Old (Buried Vocals):
BJ_YMH_1.jpg


New (Restored Vocals):
BJ_YMH_2.jpg
 

JonUrban

Forum Curmudgeon
Staff member
Admin
Moderator
Since 2002/2003
Joined
Mar 2, 2002
Messages
17,236
Location
Connecticut
I found an interesting use for spleeter while working working on a quad vinyl conversion earlier today.

As many quad fans know, the song "You're My Home" on the Piano Man quad mix suffers from a buried lead vocal (both the SQ LP and Q8 tape have the problem - I guess someone forgot to push up a fader during the mixing session?). Anyway, I took my decoded front channels and ran them through spleeter to generate an isolated lead vocal, boosted it a few dB, and mixed it back into the original fronts. Voila - Billy Joel is back in the mix!

Old (Buried Vocals):
View attachment 50842

New (Restored Vocals):
View attachment 50841

Good job! That's the kind of cool thing to do with this stuff that becomes a new tool for sprucing up your files.
You could have also put it in the center channel. I have done that with a lot of quad conversions I have done, extract the lead vocal and put it in the center as it really fills in the void on a 5.1 system, especially in the car.
 

staygroovy

500 Club - QQ All-Star
Joined
Oct 18, 2009
Messages
513
Location
NYC, NY
I tried this version, but couldn't get it to work. Maybe someone else will have better luck...
None of the GUI options I tried for Spleeter worked and I didn't delve on this for long, this may have changed as it was back around November 2019.

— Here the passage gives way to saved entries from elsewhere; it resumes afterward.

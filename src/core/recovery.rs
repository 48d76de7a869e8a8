//! Circuit breaker and recovery strategies around every backend call.
//!
//! Calls are never short-circuited: while the circuit is open they are still
//! attempted, and a success after `recovery_timeout` closes it again. Failures
//! pick a recovery strategy that runs in the background, one at a time.

use std::collections::{HashMap, VecDeque};
use std::future::Future;
use std::sync::atomic::{AtomicBool, Ordering};
use std::sync::{Arc, Mutex, MutexGuard, PoisonError, RwLock};
use std::time::Duration;

use chrono::{DateTime, Utc};
use serde::Serialize;
use tokio::time::Instant;
use tokio_util::sync::CancellationToken;
use tracing::{debug, error, info, warn};
use trackhaul_core::models::settings::RecoverySettings;
use uuid::Uuid;

use crate::core::backend::{BackendClient, BackendConnector, BackendError, HealthStatus};

pub const MAX_HISTORY: usize = 100;

#[derive(Debug, Clone, Copy, Serialize, PartialEq, Eq, Hash)]
#[serde(rename_all = "snake_case")]
pub enum RecoveryStrategy {
    Retry,
    Reconnect,
    Fallback,
    CircuitBreaker,
    HealthCheck,
}

#[derive(Debug, Clone, Serialize)]
#[serde(rename_all = "camelCase")]
pub struct RecoveryAction {
    pub id: Uuid,
    #[serde(rename = "type")]
    pub strategy: RecoveryStrategy,
    pub description: String,
    pub timestamp: DateTime<Utc>,
    pub success: bool,
    pub error: Option<String>,
    pub duration_ms: u64,
}

#[derive(Debug, Clone, Default)]
pub struct ErrorContext {
    pub operation: String,
    pub task_id: Option<String>,
    pub retry_count: u32,
}

impl ErrorContext {
    pub fn new(operation: impl Into<String>) -> Self {
        Self {
            operation: operation.into(),
            ..Default::default()
        }
    }

    pub fn for_task(operation: impl Into<String>, task_id: impl ToString, retry_count: u32) -> Self {
        Self {
            operation: operation.into(),
            task_id: Some(task_id.to_string()),
            retry_count,
        }
    }

    /// Operation name plus the task it concerns, as logged and recorded.
    pub fn describe(&self) -> String {
        match &self.task_id {
            Some(id) => format!("{} for task {}", self.operation, id),
            None => self.operation.clone(),
        }
    }
}

#[derive(Debug, Clone)]
pub struct RecoveryConfig {
    pub max_retries: u32,
    pub retry_delay: Duration,
    pub circuit_breaker_threshold: u32,
    pub recovery_timeout: Duration,
    pub health_check_interval: Duration,
    pub degraded_recheck_delay: Duration,
}

impl From<&RecoverySettings> for RecoveryConfig {
    fn from(s: &RecoverySettings) -> Self {
        Self {
            max_retries: s.max_retries,
            retry_delay: Duration::from_millis(s.retry_delay_ms),
            circuit_breaker_threshold: s.circuit_breaker_threshold.max(1),
            recovery_timeout: Duration::from_millis(s.recovery_timeout_ms),
            health_check_interval: Duration::from_millis(s.health_check_interval_ms.max(1)),
            degraded_recheck_delay: Duration::from_millis(s.degraded_recheck_delay_ms),
        }
    }
}

impl Default for RecoveryConfig {
    fn default() -> Self {
        Self::from(&RecoverySettings::default())
    }
}

#[derive(Debug, Clone, Serialize)]
#[serde(rename_all = "camelCase")]
pub struct RecoveryStats {
    pub total_attempts: usize,
    pub successful: usize,
    pub failed: usize,
    pub success_rate: f64,
    pub by_strategy: HashMap<RecoveryStrategy, usize>,
    pub circuit_open: bool,
    pub consecutive_failures: u32,
    pub recovery_in_progress: bool,
    pub last_action_at: Option<DateTime<Utc>>,
}

#[derive(Debug, Default)]
struct Breaker {
    consecutive_failures: u32,
    opened_at: Option<Instant>,
}

fn lock<T>(m: &Mutex<T>) -> MutexGuard<'_, T> {
    m.lock().unwrap_or_else(PoisonError::into_inner)
}

pub struct ErrorRecoveryService {
    config: RecoveryConfig,
    connector: Arc<dyn BackendConnector>,
    client: RwLock<Arc<dyn BackendClient>>,
    breaker: Mutex<Breaker>,
    history: Mutex<VecDeque<RecoveryAction>>,
    recovery_in_progress: AtomicBool,
    shutdown: CancellationToken,
}

impl ErrorRecoveryService {
    pub fn new(
        config: RecoveryConfig,
        connector: Arc<dyn BackendConnector>,
    ) -> anyhow::Result<Arc<Self>> {
        let client = connector.connect()?;
        Ok(Arc::new(Self {
            config,
            connector,
            client: RwLock::new(client),
            breaker: Mutex::new(Breaker::default()),
            history: Mutex::new(VecDeque::with_capacity(MAX_HISTORY)),
            recovery_in_progress: AtomicBool::new(false),
            shutdown: CancellationToken::new(),
        }))
    }

    pub fn config(&self) -> &RecoveryConfig {
        &self.config
    }

    /// The current backend client. Reconnects swap it out.
    pub fn client(&self) -> Arc<dyn BackendClient> {
        self.client
            .read()
            .unwrap_or_else(PoisonError::into_inner)
            .clone()
    }

    /// Runs `op` against the backend and feeds the outcome to the breaker.
    /// `op` may run twice when the fallback strategy kicks in.
    pub async fn execute<T, F, Fut>(
        self: &Arc<Self>,
        ctx: ErrorContext,
        op: F,
    ) -> Result<T, BackendError>
    where
        F: Fn(Arc<dyn BackendClient>) -> Fut,
        Fut: Future<Output = Result<T, BackendError>>,
    {
        let started = Instant::now();
        let err = match op(self.client()).await {
            Ok(value) => {
                self.record_success();
                return Ok(value);
            }
            Err(err) => err,
        };

        self.record_failure();
        let strategy = self.select_strategy(&ctx, &err);
        let description = ctx.describe();
        warn!(
            "{} failed ({}), recovery strategy {:?}",
            description, err, strategy
        );
        self.push_action(strategy, &description, Err(err.to_string()), started.elapsed());

        if strategy == RecoveryStrategy::Fallback {
            let started = Instant::now();
            match op(self.client()).await {
                Ok(value) => {
                    self.record_success();
                    self.push_action(strategy, &description, Ok(()), started.elapsed());
                    info!("{} recovered on fallback attempt", description);
                    return Ok(value);
                }
                Err(second) => {
                    self.record_failure();
                    self.push_action(
                        strategy,
                        &description,
                        Err(second.to_string()),
                        started.elapsed(),
                    );
                    self.trigger_recovery(&description, RecoveryStrategy::Retry);
                    return Err(second);
                }
            }
        }

        self.trigger_recovery(&description, strategy);
        Err(err)
    }

    pub fn select_strategy(&self, ctx: &ErrorContext, err: &BackendError) -> RecoveryStrategy {
        let message = err.to_string().to_lowercase();
        if self.is_circuit_breaker_open() {
            RecoveryStrategy::CircuitBreaker
        } else if message.contains("timeout") {
            RecoveryStrategy::Fallback
        } else if message.contains("connection") {
            RecoveryStrategy::Reconnect
        } else if ctx.retry_count >= self.config.max_retries {
            RecoveryStrategy::CircuitBreaker
        } else {
            RecoveryStrategy::Retry
        }
    }

    /// Starts a background recovery unless one is already running. Returns
    /// whether a new recovery was started.
    pub fn trigger_recovery(self: &Arc<Self>, operation: &str, strategy: RecoveryStrategy) -> bool {
        if self
            .recovery_in_progress
            .compare_exchange(false, true, Ordering::SeqCst, Ordering::SeqCst)
            .is_err()
        {
            debug!("Recovery already running, ignoring {:?} for {}", strategy, operation);
            return false;
        }
        let this = Arc::clone(self);
        let operation = operation.to_string();
        tokio::spawn(async move {
            this.run_recovery(&operation, strategy).await;
            this.recovery_in_progress.store(false, Ordering::SeqCst);
        });
        true
    }

    async fn run_recovery(&self, operation: &str, strategy: RecoveryStrategy) {
        info!("Starting {:?} recovery for {}", strategy, operation);
        let mut recovered = self.attempt(operation, strategy).await;
        if !recovered && strategy == RecoveryStrategy::HealthCheck {
            recovered = self.attempt(operation, RecoveryStrategy::Reconnect).await;
        }
        while self.is_circuit_breaker_open() && !self.shutdown.is_cancelled() {
            recovered = self.attempt(operation, RecoveryStrategy::CircuitBreaker).await;
        }
        if recovered {
            info!("Recovery for {} finished", operation);
        } else {
            error!("Recovery for {} did not restore the backend", operation);
        }
    }

    async fn attempt(&self, operation: &str, strategy: RecoveryStrategy) -> bool {
        let started = Instant::now();
        let outcome = match strategy {
            RecoveryStrategy::Retry => {
                if !self.pause(self.config.retry_delay).await {
                    return false;
                }
                self.probe().await
            }
            RecoveryStrategy::Reconnect => match self.connector.connect() {
                Ok(client) => {
                    *self.client.write().unwrap_or_else(PoisonError::into_inner) = client;
                    debug!("Backend client rebuilt");
                    self.probe().await
                }
                Err(e) => Err(format!("reconnect failed: {e}")),
            },
            RecoveryStrategy::CircuitBreaker => {
                self.force_open();
                if !self.pause(self.until_half_open()).await {
                    return false;
                }
                self.probe().await
            }
            RecoveryStrategy::HealthCheck | RecoveryStrategy::Fallback => self.probe().await,
        };
        let ok = outcome.is_ok();
        self.push_action(strategy, operation, outcome, started.elapsed());
        ok
    }

    /// Lightweight read against the backend that counts toward the breaker.
    pub async fn probe(&self) -> Result<(), String> {
        match self.client().health().await {
            Ok(report) if report.status != HealthStatus::Unhealthy => {
                self.record_success();
                Ok(())
            }
            Ok(_) => {
                self.record_failure();
                Err("backend reports unhealthy".to_string())
            }
            Err(e) => {
                self.record_failure();
                Err(e.to_string())
            }
        }
    }

    /// Sleeps unless shut down first.
    async fn pause(&self, delay: Duration) -> bool {
        tokio::select! {
            _ = self.shutdown.cancelled() => false,
            _ = tokio::time::sleep(delay) => true,
        }
    }

    fn record_success(&self) {
        let mut breaker = lock(&self.breaker);
        if let Some(opened) = breaker.opened_at {
            if opened.elapsed() >= self.config.recovery_timeout {
                breaker.opened_at = None;
                info!("Circuit breaker closed");
            }
        }
        breaker.consecutive_failures = 0;
    }

    fn record_failure(&self) {
        let mut breaker = lock(&self.breaker);
        breaker.consecutive_failures += 1;
        match breaker.opened_at {
            Some(opened) if opened.elapsed() >= self.config.recovery_timeout => {
                breaker.opened_at = Some(Instant::now());
                warn!("Half-open probe failed, circuit stays open");
            }
            None if breaker.consecutive_failures >= self.config.circuit_breaker_threshold => {
                breaker.opened_at = Some(Instant::now());
                warn!(
                    "Circuit breaker opened after {} consecutive failures",
                    breaker.consecutive_failures
                );
            }
            _ => {}
        }
    }

    fn force_open(&self) {
        let mut breaker = lock(&self.breaker);
        if breaker.opened_at.is_none() {
            breaker.opened_at = Some(Instant::now());
            warn!("Circuit breaker forced open");
        }
    }

    fn until_half_open(&self) -> Duration {
        match lock(&self.breaker).opened_at {
            Some(opened) => self.config.recovery_timeout.saturating_sub(opened.elapsed()),
            None => Duration::ZERO,
        }
    }

    fn push_action(
        &self,
        strategy: RecoveryStrategy,
        description: &str,
        outcome: Result<(), String>,
        elapsed: Duration,
    ) {
        let mut history = lock(&self.history);
        if history.len() >= MAX_HISTORY {
            history.pop_front();
        }
        history.push_back(RecoveryAction {
            id: Uuid::new_v4(),
            strategy,
            description: description.to_string(),
            timestamp: Utc::now(),
            success: outcome.is_ok(),
            error: outcome.err(),
            duration_ms: elapsed.as_millis() as u64,
        });
    }

    pub fn is_circuit_breaker_open(&self) -> bool {
        lock(&self.breaker).opened_at.is_some()
    }

    pub fn consecutive_failures(&self) -> u32 {
        lock(&self.breaker).consecutive_failures
    }

    pub fn is_recovery_in_progress(&self) -> bool {
        self.recovery_in_progress.load(Ordering::SeqCst)
    }

    pub fn get_recovery_history(&self) -> Vec<RecoveryAction> {
        lock(&self.history).iter().cloned().collect()
    }

    pub fn get_recovery_stats(&self) -> RecoveryStats {
        let history = lock(&self.history);
        let total = history.len();
        let successful = history.iter().filter(|a| a.success).count();
        let mut by_strategy = HashMap::new();
        for action in history.iter() {
            *by_strategy.entry(action.strategy).or_insert(0) += 1;
        }
        let breaker = lock(&self.breaker);
        RecoveryStats {
            total_attempts: total,
            successful,
            failed: total - successful,
            success_rate: if total == 0 {
                0.0
            } else {
                successful as f64 / total as f64
            },
            by_strategy,
            circuit_open: breaker.opened_at.is_some(),
            consecutive_failures: breaker.consecutive_failures,
            recovery_in_progress: self.is_recovery_in_progress(),
            last_action_at: history.back().map(|a| a.timestamp),
        }
    }

    pub fn reset_circuit_breaker(&self) {
        let mut breaker = lock(&self.breaker);
        breaker.consecutive_failures = 0;
        breaker.opened_at = None;
        info!("Circuit breaker reset manually");
    }

    pub fn shutdown_token(&self) -> CancellationToken {
        self.shutdown.clone()
    }

    pub fn shutdown(&self) {
        self.shutdown.cancel();
    }
}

For those who are interested in trying Spleeter out after it's installed locally on your machine, there are many tutorial videos that shows in detail how to install it, here is the one I followed (Windows). It's really well explained. Just make sure that the new 16kHz libraries and improved pre-trained models are installed. Mac users will have some more hoops to go through, because they have to deal with Anaconda in order to get Python running, but I was told it's not too complex, again many online resources available to consult for this.

Command line is no problem, the first time it's a bit of a pain but then (since PowerShell remembers your commands) just toggle cursor up, recall the last good command, edit the new name to match the song, press [Enter] and off you go... you'll never have to type all of this complex stuff again, just change the name of the song. If this still scares you too much, you can upload to this web site and they email you a download link for the stems from what I remember.

[caveat] Spleeter needs fast computer, and I find that even with 32 Gigs of RAM I can't run any other apps when doing long songs.
(Max: under 10 minutes, if your track is longer you'll have to do it in segments and rejoin them later, I find that Adobe Audition multitrack session mode works best for this)
Also if you mess up, remember to delete the sub-folder that was generated in the 'splits' folder otherwise the next time you try for a song that was already attempted, it'll throw an error as the folder for that song already exists.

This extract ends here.